## REQUIRED WORK
Please find every line in the entries below that contains the string "result", and copy it.

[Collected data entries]
▬▬▬▬▬▬

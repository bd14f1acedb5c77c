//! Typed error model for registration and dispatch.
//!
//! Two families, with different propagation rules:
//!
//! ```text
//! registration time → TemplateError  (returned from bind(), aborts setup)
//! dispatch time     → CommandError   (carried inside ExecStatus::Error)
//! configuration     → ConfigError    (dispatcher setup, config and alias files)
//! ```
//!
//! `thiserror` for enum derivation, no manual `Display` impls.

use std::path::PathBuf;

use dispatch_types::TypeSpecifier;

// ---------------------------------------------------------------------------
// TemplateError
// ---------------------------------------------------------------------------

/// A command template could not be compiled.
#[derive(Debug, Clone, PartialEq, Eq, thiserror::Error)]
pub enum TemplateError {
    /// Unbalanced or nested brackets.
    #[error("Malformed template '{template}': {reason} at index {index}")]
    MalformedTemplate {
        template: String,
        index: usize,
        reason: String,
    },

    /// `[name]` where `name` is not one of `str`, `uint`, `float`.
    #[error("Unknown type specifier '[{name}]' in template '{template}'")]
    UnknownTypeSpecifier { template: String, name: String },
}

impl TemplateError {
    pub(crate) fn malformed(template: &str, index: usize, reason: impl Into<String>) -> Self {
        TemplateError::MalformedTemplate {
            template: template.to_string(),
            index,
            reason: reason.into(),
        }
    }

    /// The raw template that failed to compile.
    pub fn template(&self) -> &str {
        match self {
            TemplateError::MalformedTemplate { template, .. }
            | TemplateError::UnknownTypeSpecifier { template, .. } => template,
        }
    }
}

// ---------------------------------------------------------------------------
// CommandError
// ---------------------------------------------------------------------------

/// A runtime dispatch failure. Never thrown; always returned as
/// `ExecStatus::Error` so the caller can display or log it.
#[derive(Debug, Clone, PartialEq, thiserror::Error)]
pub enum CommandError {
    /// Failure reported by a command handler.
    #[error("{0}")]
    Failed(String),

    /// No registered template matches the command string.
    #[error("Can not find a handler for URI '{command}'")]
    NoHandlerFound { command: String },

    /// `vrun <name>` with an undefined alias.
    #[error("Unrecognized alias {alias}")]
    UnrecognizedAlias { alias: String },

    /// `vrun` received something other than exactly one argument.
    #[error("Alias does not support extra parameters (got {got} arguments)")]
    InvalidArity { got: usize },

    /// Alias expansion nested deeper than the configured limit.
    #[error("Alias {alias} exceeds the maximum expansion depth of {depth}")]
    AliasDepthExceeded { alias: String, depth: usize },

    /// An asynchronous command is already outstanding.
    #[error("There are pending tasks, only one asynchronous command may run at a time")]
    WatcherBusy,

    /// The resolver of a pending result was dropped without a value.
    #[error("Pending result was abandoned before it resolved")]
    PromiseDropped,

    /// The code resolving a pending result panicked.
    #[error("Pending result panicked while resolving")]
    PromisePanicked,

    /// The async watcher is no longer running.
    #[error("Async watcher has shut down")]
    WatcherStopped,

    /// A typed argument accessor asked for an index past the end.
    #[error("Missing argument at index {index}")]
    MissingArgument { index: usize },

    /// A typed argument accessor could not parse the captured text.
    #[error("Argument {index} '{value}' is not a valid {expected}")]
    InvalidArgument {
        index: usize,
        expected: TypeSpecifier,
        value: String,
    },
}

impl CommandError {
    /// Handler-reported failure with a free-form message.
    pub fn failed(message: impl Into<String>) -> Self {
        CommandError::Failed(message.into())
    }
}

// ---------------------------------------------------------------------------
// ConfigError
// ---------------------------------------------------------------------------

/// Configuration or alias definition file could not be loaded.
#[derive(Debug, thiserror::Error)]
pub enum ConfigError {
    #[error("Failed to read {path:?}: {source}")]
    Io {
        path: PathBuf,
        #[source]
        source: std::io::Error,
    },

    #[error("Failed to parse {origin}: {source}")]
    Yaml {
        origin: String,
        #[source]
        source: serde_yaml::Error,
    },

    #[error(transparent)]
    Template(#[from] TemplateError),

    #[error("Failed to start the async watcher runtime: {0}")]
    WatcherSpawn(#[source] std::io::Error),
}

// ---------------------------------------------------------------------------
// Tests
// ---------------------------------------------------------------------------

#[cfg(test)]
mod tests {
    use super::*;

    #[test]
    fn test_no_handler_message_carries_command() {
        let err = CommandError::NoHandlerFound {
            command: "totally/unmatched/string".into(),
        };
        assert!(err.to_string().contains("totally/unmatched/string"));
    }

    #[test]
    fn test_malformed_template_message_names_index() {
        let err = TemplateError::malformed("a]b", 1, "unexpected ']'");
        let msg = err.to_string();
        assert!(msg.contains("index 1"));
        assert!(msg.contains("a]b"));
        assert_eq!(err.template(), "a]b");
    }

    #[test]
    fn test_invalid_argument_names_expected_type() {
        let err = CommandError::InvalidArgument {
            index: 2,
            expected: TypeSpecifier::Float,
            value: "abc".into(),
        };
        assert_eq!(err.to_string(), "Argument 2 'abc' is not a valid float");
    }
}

▬▬▬▬▬▬

## SOLVED EXERCISE
    /// The resolver of a pending result was dropped without a value.
    #[error("Pending result was abandoned before it resolved")]
    /// The code resolving a pending result panicked.
    #[error("Pending result panicked while resolving")]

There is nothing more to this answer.